Bei einer privaten Versicherung wäre das Solidarprinzip aufgehoben, mit dem Ergebnis:

Menschen ohne Ausbildung und in unsicheren Beschäftigungen müssten höhere Beiträge zahlen, weil sie häufiger arbeitslos werden. Akademiker und Facharbeiter könnten sich zurücklehnen, sie würden weniger zahlen oder sich gar nicht mehr versichern.

Die von Otto von Bismarck im Jahre 1884 eingeführte gesetzlich Unfallversicherung, will die AfD ebenfalls abschaffen. Bisher zahlt dafür ausschließlich der Arbeitgeber, nun sollen sich Arbeitnehmer privat versichern oder könne sich freiwillig für die gesetzliche Unfallversicherung entscheiden.

Das Renteneintrittsalter will die AfD erhöhen. Im Programmentwurf klingt das so: “Die Lebensarbeitszeit wollen wir parallel zum Anstieg der Lebenserwartung verlängern.” Bei der Rente mit 67 würde es da wohl kaum bleiben!

 

Steuern: Möglichst viele abschaffen

Laut AfD sollen auf Landesebene gleich zwei Steuern abgeschafft werden, nämlich Grunderwerbssteuer und Erbschaftssteuer. Ebenso soll der Länderfinanzausgleich überarbeitet werden, um “Blüten wie etwa die Subventionierung Berlins” verhindern zu können. Man fragt sich, aus welchen Finanzquellen sollen die Länder ihre Haushalte bestreiten? Ohne Einnahme aus solchen Steuern würden die Landeshaushalte in große Schwierigkeiten kommen. Vor allem wird hier wieder nur etwas für die Vermögenden getan! So wirkt man auch nicht der immer weiter auseinandergehenden Schere zwischen Arm und Reich entgegen. Insgesamt setzt die AfD auf eine Entsolidarisierung der Staatsfinanzierung: “Bund, Länder und Gemeinden brauchen eigene Finanzierungsquellen, aus denen sie ihre Tätigkeiten selbst finanzieren”, heißt es im Programm.

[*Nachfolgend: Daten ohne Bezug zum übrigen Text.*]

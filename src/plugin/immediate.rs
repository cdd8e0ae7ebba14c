// src/plugin/immediate.rs

//! Trivial built-in policy: start every task as soon as the vertex starts.

use tracing::debug;

use crate::engine::SourceTaskEvent;
use crate::errors::Result;
use crate::plugin::{VertexManagerContext, VertexManagerPlugin};

/// Policy that never reconfigures and schedules all tasks on start.
///
/// Used by the CLI harness and as the default for vertices whose behaviour
/// does not depend on upstream signals.
#[derive(Debug, Default)]
pub struct ImmediateStartPolicy;

impl VertexManagerPlugin for ImmediateStartPolicy {
    fn on_vertex_started(&mut self, ctx: &mut dyn VertexManagerContext) -> Result<()> {
        let vertex = ctx.vertex_name().to_string();
        let num_tasks = ctx.vertex_num_tasks(&vertex)?;
        let indices: Vec<usize> = (0..num_tasks).collect();

        debug!(
            vertex = %ctx.vertex_name(),
            num_tasks,
            "immediate-start policy scheduling all tasks"
        );

        ctx.schedule_vertex_tasks(&indices)
    }

    fn on_source_task_event(
        &mut self,
        _ctx: &mut dyn VertexManagerContext,
        _event: &SourceTaskEvent,
    ) -> Result<()> {
        Ok(())
    }
}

Man fragt sich allerdings schon, wie sollen die Finanzierungsquellen von Bund, Länder und Gemeinden denn aussehen? Wenn, man solche lebensfremden Forderungen aufstellt sollte man auch vernünftige brauchbare Vorschläge haben. Wo sind diese?

Die Gewerbesteuer, die bisherige Haupteinnahmequelle der Kommunen, soll ebenfalls abgeschafft werden. Die Kommunen sollen sich eine andere Einnahmequelle wählen. Auch hier die Frage an die AfD, welche Einnahmequellen sollen das sein?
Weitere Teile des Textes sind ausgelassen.